[Saved data entries]
============================================================

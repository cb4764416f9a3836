//! The Keccak-f\[1600\] permutation.
//!
//! The state is kept as 25 little-endian 64-bit lanes, lane `(x, y)` at index `x + 5 * y`.
//! Sponges exchange data with the state byte-wise through [`KeccakState::xor_block`]
//! and [`KeccakState::as_bytes`], which view the lanes as 200 bytes.
use zeroize::{Zeroize, ZeroizeOnDrop};

/// Width of the permutation, in bytes.
pub const STATE_BYTES: usize = 200;

/// Number of rounds of Keccak-f\[1600\].
pub const ROUNDS: usize = 24;

/// Iota round constants.
const RC: [u64; ROUNDS] = [
    0x0000000000000001,
    0x0000000000008082,
    0x800000000000808a,
    0x8000000080008000,
    0x000000000000808b,
    0x0000000080000001,
    0x8000000080008081,
    0x8000000000008009,
    0x000000000000008a,
    0x0000000000000088,
    0x0000000080008009,
    0x000000008000000a,
    0x000000008000808b,
    0x800000000000008b,
    0x8000000000008089,
    0x8000000000008003,
    0x8000000000008002,
    0x8000000000000080,
    0x000000000000800a,
    0x800000008000000a,
    0x8000000080008081,
    0x8000000000008080,
    0x0000000080000001,
    0x8000000080008008,
];

/// Rho rotation offsets, in the order lanes are visited by [`PILN`].
const ROTC: [u32; 24] = [
    1, 3, 6, 10, 15, 21, 28, 36, 45, 55, 2, 14, 27, 41, 56, 8, 25, 43, 62, 18, 39, 61, 20, 44,
];

/// Pi lane permutation: the walk starting at lane 1 visits every lane but (0, 0).
const PILN: [usize; 24] = [
    10, 7, 11, 17, 18, 3, 5, 16, 8, 21, 24, 4, 15, 23, 19, 13, 12, 2, 20, 14, 22, 9, 6, 1,
];

/// Apply the 24 rounds of Keccak-f\[1600\] to `lanes` in place.
pub fn f1600(lanes: &mut [u64; 25]) {
    for rc in RC {
        theta(lanes);
        rho_pi(lanes);
        chi(lanes);
        // iota
        lanes[0] ^= rc;
    }
}

#[inline(always)]
fn theta(lanes: &mut [u64; 25]) {
    let mut parity = [0u64; 5];
    for (x, p) in parity.iter_mut().enumerate() {
        *p = lanes[x] ^ lanes[x + 5] ^ lanes[x + 10] ^ lanes[x + 15] ^ lanes[x + 20];
    }
    for x in 0..5 {
        let d = parity[(x + 4) % 5] ^ parity[(x + 1) % 5].rotate_left(1);
        for y in (0..25).step_by(5) {
            lanes[y + x] ^= d;
        }
    }
}

#[inline(always)]
fn rho_pi(lanes: &mut [u64; 25]) {
    let mut carry = lanes[1];
    for (&dst, &rot) in PILN.iter().zip(ROTC.iter()) {
        let next = lanes[dst];
        lanes[dst] = carry.rotate_left(rot);
        carry = next;
    }
}

#[inline(always)]
fn chi(lanes: &mut [u64; 25]) {
    for y in (0..25).step_by(5) {
        let mut row = [0u64; 5];
        row.copy_from_slice(&lanes[y..y + 5]);
        for x in 0..5 {
            lanes[y + x] = row[x] ^ (!row[(x + 1) % 5] & row[(x + 2) % 5]);
        }
    }
}

/// The 1600-bit state of a Keccak sponge.
///
/// Always starts zeroed, and is wiped on drop.
#[derive(Clone, Default, Zeroize, ZeroizeOnDrop)]
pub struct KeccakState([u64; 25]);

impl KeccakState {
    /// Permute the state with Keccak-f\[1600\].
    #[inline]
    pub fn permute(&mut self) {
        f1600(&mut self.0);
    }

    /// XOR `block` into the first `block.len()` bytes of the state.
    ///
    /// Callers only ever pass the rate portion; the capacity is not touched.
    pub fn xor_block(&mut self, block: &[u8]) {
        debug_assert!(block.len() <= STATE_BYTES);
        let bytes: &mut [u8] = bytemuck::cast_slice_mut(&mut self.0);
        bytes
            .iter_mut()
            .zip(block)
            .for_each(|(state_byte, input_byte)| *state_byte ^= input_byte);
    }

    /// The state viewed as 200 bytes, lanes in little-endian order.
    pub fn as_bytes(&self) -> &[u8] {
        bytemuck::cast_slice(&self.0)
    }

    /// The raw lanes.
    pub fn lanes(&self) -> &[u64; 25] {
        &self.0
    }
}

impl ::core::fmt::Debug for KeccakState {
    fn fmt(&self, f: &mut ::core::fmt::Formatter<'_>) -> ::core::fmt::Result {
        // Ensure that the state isn't accidentally logged
        write!(f, "KeccakState(..)")
    }
}

#[cfg(test)]
mod tests {
    use super::*;
    use rand::{Rng, SeedableRng};

    /// First lanes of Keccak-f[1600] applied to the all-zero state,
    /// from the Keccak team's intermediate values.
    #[test]
    fn test_zero_state() {
        let mut lanes = [0u64; 25];
        f1600(&mut lanes);
        assert_eq!(lanes[0], 0xF1258F7940E1DDE7);
        assert_eq!(lanes[1], 0x84D5CCF933C0478A);
    }

    /// Our permutation must agree with the `keccak` crate on arbitrary states.
    #[test]
    fn test_against_reference_permutation() {
        let mut rng = rand::rngs::StdRng::seed_from_u64(1600);
        for _ in 0..64 {
            let mut ours: [u64; 25] = rng.gen();
            let mut reference = ours;
            f1600(&mut ours);
            keccak::f1600(&mut reference);
            assert_eq!(ours, reference);
        }
    }

    #[test]
    fn test_xor_block_touches_only_prefix() {
        let mut state = KeccakState::default();
        state.xor_block(&[0xff; 136]);
        assert!(state.as_bytes()[..136].iter().all(|&b| b == 0xff));
        assert!(state.as_bytes()[136..].iter().all(|&b| b == 0));
        // lanes are little-endian
        let mut state = KeccakState::default();
        state.xor_block(&[0x01, 0x02]);
        assert_eq!(state.lanes()[0], 0x0201);
    }

    #[test]
    fn test_debug_hides_state() {
        let mut state = KeccakState::default();
        state.xor_block(b"secret");
        assert_eq!(format!("{:?}", state), "KeccakState(..)");
    }
}
use thiserror::Error;

/// Error type for token operations.
///
/// The variants exist for diagnostics. Callers exposing these errors to
/// clients must collapse every validation variant into one response.
#[derive(Debug, Clone, Error, PartialEq, Eq)]
pub enum TokenError {
    #[error("Failed to sign token: {0}")]
    Signing(String),

    #[error("Token is malformed: {0}")]
    Malformed(String),

    #[error("Token signature is invalid")]
    BadSignature,

    #[error("Token is expired")]
    Expired,

    #[error("Token algorithm is not accepted: {0}")]
    WrongAlgorithm(String),
}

============================================================

An exact copy of every record is needed.

repository cb4764416f9a3836
//! The Keccak-f\[1600\] permutation.
//!
//! The state is kept as 25 little-endian 64-bit lanes, lane `(x, y)` at index `x + 5 * y`.
//! Sponges exchange data with the state byte-wise through [`KeccakState::xor_block`]
//! and [`KeccakState::as_bytes`], which view the lanes as 200 bytes.
use zeroize::{Zeroize, ZeroizeOnDrop};

/// Width of the permutation, in bytes.
pub const STATE_BYTES: usize = 200;

/// Number of rounds of Keccak-f\[1600\].
pub const ROUNDS: usize = 24;

/// Iota round constants.
const RC: [u64; ROUNDS] = [
    0x0000000000000001,
    0x0000000000008082,
    0x800000000000808a,
    0x8000000080008000,
    0x000000000000808b,
    0x0000000080000001,
    0x8000000080008081,
    0x8000000000008009,
    0x000000000000008a,
    0x0000000000000088,
    0x0000000080008009,
    0x000000008000000a,
    0x000000008000808b,
    0x800000000000008b,
    0x8000000000008089,
    0x8000000000008003,
    0x8000000000008002,
    0x8000000000000080,
    0x000000000000800a,
    0x800000008000000a,
    0x8000000080008081,
    0x8000000000008080,
    0x0000000080000001,
    0x8000000080008008,
];

/// Rho rotation offsets, in the order lanes are visited by [`PILN`].
const ROTC: [u32; 24] = [
    1, 3, 6, 10, 15, 21, 28, 36, 45, 55, 2, 14, 27, 41, 56, 8, 25, 43, 62, 18, 39, 61, 20, 44,
];

/// Pi lane permutation: the walk starting at lane 1 visits every lane but (0, 0).
const PILN: [usize; 24] = [
    10, 7, 11, 17, 18, 3, 5, 16, 8, 21, 24, 4, 15, 23, 19, 13, 12, 2, 20, 14, 22, 9, 6, 1,
];

/// Apply the 24 rounds of Keccak-f\[1600\] to `lanes` in place.
pub fn f1600(lanes: &mut [u64; 25]) {
    for rc in RC {
        theta(lanes);
        rho_pi(lanes);
        chi(lanes);
        // iota
        lanes[0] ^= rc;
    }
}

#[inline(always)]
fn theta(lanes: &mut [u64; 25]) {
    let mut parity = [0u64; 5];
    for (x, p) in parity.iter_mut().enumerate() {
        *p = lanes[x] ^ lanes[x + 5] ^ lanes[x + 10] ^ lanes[x + 15] ^ lanes[x + 20];
    }
    for x in 0..5 {
        let d = parity[(x + 4) % 5] ^ parity[(x + 1) % 5].rotate_left(1);
        for y in (0..25).step_by(5) {
            lanes[y + x] ^= d;
        }
    }
}

#[inline(always)]
fn rho_pi(lanes: &mut [u64; 25]) {
    let mut carry = lanes[1];
    for (&dst, &rot) in PILN.iter().zip(ROTC.iter()) {
        let next = lanes[dst];
        lanes[dst] = carry.rotate_left(rot);
        carry = next;
    }
}

#[inline(always)]
fn chi(lanes: &mut [u64; 25]) {
    for y in (0..25).step_by(5) {
        let mut row = [0u64; 5];
        row.copy_from_slice(&lanes[y..y + 5]);
        for x in 0..5 {
            lanes[y + x] = row[x] ^ (!row[(x + 1) % 5] & row[(x + 2) % 5]);
        }
    }
}

/// The 1600-bit state of a Keccak sponge.
///
/// Always starts zeroed, and is wiped on drop.
#[derive(Clone, Default, Zeroize, ZeroizeOnDrop)]
pub struct KeccakState([u64; 25]);

impl KeccakState {
    /// Permute the state with Keccak-f\[1600\].
    #[inline]
    pub fn permute(&mut self) {
        f1600(&mut self.0);
    }

    /// XOR `block` into the first `block.len()` bytes of the state.
    ///
    /// Callers only ever pass the rate portion; the capacity is not touched.
    pub fn xor_block(&mut self, block: &[u8]) {
        debug_assert!(block.len() <= STATE_BYTES);
        let bytes: &mut [u8] = bytemuck::cast_slice_mut(&mut self.0);
        bytes
            .iter_mut()
            .zip(block)
            .for_each(|(state_byte, input_byte)| *state_byte ^= input_byte);
    }

    /// The state viewed as 200 bytes, lanes in little-endian order.
    pub fn as_bytes(&self) -> &[u8] {
        bytemuck::cast_slice(&self.0)
    }

    /// The raw lanes.
    pub fn lanes(&self) -> &[u64; 25] {
        &self.0
    }
}

impl ::core::fmt::Debug for KeccakState {
    fn fmt(&self, f: &mut ::core::fmt::Formatter<'_>) -> ::core::fmt::Result {
        // Ensure that the state isn't accidentally logged
        write!(f, "KeccakState(..)")
    }
}

#[cfg(test)]
mod tests {
    use super::*;
    use rand::{Rng, SeedableRng};

    /// First lanes of Keccak-f[1600] applied to the all-zero state,
    /// from the Keccak team's intermediate values.
    #[test]
    fn test_zero_state() {
        let mut lanes = [0u64; 25];
        f1600(&mut lanes);
        assert_eq!(lanes[0], 0xF1258F7940E1DDE7);
        assert_eq!(lanes[1], 0x84D5CCF933C0478A);
    }

    /// Our permutation must agree with the `keccak` crate on arbitrary states.
    #[test]
    fn test_against_reference_permutation() {
        let mut rng = rand::rngs::StdRng::seed_from_u64(1600);
        for _ in 0..64 {
            let mut ours: [u64; 25] = rng.gen();
            let mut reference = ours;
            f1600(&mut ours);
            keccak::f1600(&mut reference);
            assert_eq!(ours, reference);
        }
    }

    #[test]
    fn test_xor_block_touches_only_prefix() {
        let mut state = KeccakState::default();
        state.xor_block(&[0xff; 136]);
        assert!(state.as_bytes()[..136].iter().all(|&b| b == 0xff));
        assert!(state.as_bytes()[136..].iter().all(|&b| b == 0));
        // lanes are little-endian
        let mut state = KeccakState::default();
        state.xor_block(&[0x01, 0x02]);
        assert_eq!(state.lanes()[0], 0x0201);
    }

    #[test]
    fn test_debug_hides_state() {
        let mut state = KeccakState::default();
        state.xor_block(b"secret");
        assert_eq!(format!("{:?}", state), "KeccakState(..)");
    }
}
use thiserror::Error;

/// Error type for token operations.
///
/// The variants exist for diagnostics. Callers exposing these errors to
/// clients must collapse every validation variant into one response.
#[derive(Debug, Clone, Error, PartialEq, Eq)]
pub enum TokenError {
    #[error("Failed to sign token: {0}")]
    Signing(String),

    #[error("Token is malformed: {0}")]
    Malformed(String),

    #[error("Token signature is invalid")]
    BadSignature,

    #[error("Token is expired")]
    Expired,

    #[error("Token algorithm is not accepted: {0}")]
    WrongAlgorithm(String),
}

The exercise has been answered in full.